### Exercise brief
Go over the listing below line by line, and return each one holding the string "that".
------------------------------------------------------------------------
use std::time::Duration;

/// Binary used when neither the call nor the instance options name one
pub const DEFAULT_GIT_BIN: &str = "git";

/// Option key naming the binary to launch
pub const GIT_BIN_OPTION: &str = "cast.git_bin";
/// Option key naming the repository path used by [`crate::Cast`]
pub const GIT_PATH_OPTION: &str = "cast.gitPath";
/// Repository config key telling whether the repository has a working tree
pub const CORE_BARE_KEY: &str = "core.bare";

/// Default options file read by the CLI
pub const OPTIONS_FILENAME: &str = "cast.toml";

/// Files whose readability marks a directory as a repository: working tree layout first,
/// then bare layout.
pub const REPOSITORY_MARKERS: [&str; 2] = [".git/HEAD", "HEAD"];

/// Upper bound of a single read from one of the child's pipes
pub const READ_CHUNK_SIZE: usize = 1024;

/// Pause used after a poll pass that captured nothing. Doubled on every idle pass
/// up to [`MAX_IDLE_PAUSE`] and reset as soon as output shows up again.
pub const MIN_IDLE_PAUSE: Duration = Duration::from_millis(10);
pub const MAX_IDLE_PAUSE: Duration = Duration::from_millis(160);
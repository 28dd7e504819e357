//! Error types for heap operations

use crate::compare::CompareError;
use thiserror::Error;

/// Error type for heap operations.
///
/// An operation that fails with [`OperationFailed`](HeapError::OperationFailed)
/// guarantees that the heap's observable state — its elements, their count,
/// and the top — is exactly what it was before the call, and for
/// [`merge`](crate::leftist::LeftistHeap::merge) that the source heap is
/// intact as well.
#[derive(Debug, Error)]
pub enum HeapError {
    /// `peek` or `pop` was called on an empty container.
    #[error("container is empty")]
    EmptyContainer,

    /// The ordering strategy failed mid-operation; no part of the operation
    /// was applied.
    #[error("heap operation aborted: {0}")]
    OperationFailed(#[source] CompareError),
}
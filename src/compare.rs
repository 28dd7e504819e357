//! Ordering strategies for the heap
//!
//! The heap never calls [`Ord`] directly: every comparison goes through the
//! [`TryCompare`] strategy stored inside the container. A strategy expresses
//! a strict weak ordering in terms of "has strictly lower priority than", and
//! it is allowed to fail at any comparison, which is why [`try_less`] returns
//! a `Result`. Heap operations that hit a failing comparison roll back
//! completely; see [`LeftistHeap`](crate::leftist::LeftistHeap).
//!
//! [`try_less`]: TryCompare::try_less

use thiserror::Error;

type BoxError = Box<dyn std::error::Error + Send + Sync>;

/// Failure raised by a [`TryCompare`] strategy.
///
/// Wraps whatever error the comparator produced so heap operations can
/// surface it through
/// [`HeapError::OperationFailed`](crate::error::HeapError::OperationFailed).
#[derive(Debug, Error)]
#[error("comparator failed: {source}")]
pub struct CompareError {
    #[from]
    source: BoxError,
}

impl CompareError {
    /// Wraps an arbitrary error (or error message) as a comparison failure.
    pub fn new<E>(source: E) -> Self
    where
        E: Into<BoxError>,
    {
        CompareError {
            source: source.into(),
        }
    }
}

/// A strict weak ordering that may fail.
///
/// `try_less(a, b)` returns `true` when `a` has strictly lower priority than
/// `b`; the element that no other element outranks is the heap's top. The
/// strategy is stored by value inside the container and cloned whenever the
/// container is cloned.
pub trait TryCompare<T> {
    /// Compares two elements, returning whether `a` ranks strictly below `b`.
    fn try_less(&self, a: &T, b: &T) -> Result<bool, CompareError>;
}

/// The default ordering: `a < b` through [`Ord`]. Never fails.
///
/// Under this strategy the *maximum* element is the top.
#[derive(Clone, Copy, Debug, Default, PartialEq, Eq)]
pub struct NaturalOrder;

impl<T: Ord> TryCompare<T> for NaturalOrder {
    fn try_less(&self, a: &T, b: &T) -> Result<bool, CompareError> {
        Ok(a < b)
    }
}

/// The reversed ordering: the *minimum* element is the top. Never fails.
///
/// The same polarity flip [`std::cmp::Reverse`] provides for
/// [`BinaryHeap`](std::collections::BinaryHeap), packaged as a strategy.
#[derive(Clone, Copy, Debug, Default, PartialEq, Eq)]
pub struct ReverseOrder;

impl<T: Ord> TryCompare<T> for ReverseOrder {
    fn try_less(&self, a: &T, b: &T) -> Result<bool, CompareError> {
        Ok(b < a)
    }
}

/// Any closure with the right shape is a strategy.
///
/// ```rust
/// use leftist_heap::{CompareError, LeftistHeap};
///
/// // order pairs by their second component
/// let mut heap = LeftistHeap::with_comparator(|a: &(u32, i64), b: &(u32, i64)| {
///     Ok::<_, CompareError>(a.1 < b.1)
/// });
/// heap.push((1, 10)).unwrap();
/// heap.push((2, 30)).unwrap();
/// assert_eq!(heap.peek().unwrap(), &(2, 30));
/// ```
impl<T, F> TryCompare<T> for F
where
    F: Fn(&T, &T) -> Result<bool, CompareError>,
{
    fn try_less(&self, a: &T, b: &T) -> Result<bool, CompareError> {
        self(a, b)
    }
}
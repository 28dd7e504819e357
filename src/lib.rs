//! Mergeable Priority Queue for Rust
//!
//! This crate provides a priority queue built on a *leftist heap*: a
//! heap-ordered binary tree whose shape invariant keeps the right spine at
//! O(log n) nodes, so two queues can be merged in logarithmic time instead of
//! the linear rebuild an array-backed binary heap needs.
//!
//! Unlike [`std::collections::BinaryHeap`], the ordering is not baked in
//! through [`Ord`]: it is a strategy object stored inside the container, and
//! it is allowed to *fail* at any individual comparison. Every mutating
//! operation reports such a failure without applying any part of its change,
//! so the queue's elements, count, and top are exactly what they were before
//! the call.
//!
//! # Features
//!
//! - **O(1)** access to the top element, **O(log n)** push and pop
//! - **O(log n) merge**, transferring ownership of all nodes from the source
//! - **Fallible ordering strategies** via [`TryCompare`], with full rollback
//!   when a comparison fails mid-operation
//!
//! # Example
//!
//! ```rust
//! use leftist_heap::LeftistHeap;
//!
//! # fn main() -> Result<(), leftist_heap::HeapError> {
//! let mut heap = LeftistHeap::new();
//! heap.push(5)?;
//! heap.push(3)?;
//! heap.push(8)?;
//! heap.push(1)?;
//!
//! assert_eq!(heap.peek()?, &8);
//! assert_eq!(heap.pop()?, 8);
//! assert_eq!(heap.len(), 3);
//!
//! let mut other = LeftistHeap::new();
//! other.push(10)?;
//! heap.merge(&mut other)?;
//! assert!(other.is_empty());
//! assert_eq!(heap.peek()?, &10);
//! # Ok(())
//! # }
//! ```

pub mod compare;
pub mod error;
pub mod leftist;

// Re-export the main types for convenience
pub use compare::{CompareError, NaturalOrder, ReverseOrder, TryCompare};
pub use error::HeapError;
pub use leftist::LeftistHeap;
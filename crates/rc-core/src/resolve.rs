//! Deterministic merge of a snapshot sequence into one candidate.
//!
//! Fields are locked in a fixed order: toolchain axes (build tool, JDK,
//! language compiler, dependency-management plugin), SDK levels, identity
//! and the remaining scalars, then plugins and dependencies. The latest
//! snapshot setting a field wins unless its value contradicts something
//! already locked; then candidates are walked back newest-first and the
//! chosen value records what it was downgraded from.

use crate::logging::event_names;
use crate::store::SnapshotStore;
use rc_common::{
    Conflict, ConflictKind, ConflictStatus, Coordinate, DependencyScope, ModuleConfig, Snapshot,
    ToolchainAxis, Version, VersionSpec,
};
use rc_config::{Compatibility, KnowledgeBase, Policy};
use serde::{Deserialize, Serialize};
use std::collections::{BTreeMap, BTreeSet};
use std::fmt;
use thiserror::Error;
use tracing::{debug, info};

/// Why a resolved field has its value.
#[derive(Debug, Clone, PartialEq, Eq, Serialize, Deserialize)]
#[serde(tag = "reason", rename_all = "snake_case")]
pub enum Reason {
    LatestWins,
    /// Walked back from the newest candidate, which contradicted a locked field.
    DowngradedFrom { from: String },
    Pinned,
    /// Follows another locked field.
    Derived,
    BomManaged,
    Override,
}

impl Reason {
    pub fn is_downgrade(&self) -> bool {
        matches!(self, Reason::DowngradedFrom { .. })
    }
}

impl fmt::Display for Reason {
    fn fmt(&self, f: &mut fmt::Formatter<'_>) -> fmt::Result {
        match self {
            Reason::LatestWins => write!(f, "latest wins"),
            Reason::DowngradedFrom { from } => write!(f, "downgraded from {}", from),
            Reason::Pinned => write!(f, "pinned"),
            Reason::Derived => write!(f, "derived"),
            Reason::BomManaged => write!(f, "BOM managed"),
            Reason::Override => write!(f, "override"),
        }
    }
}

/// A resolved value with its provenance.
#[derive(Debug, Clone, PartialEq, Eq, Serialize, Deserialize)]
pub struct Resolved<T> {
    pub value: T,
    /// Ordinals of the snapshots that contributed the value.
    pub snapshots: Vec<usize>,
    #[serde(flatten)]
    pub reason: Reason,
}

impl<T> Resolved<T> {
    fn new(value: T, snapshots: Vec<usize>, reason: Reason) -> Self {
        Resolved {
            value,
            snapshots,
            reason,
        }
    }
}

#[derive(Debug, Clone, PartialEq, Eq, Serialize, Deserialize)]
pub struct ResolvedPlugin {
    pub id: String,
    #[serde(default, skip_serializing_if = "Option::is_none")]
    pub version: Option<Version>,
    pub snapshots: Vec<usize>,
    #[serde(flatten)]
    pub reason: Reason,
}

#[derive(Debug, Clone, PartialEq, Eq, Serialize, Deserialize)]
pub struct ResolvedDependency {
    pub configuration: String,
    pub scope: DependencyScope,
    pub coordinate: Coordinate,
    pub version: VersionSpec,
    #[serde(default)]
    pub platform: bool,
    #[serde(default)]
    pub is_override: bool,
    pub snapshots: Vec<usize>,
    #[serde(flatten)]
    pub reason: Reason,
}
------------------------------------------------------------------------
### Expected answer
/// Pause used after a poll pass that captured nothing. Doubled on every idle pass
/// An operation that fails with [`OperationFailed`](HeapError::OperationFailed)
/// guarantees that the heap's observable state — its elements, their count,
/// [`merge`](crate::leftist::LeftistHeap::merge) that the source heap is
//! a `Result`. Heap operations that hit a failing comparison roll back
/// A strict weak ordering that may fail.
/// `b`; the element that no other element outranks is the heap's top. The
    /// Ordinals of the snapshots that contributed the value.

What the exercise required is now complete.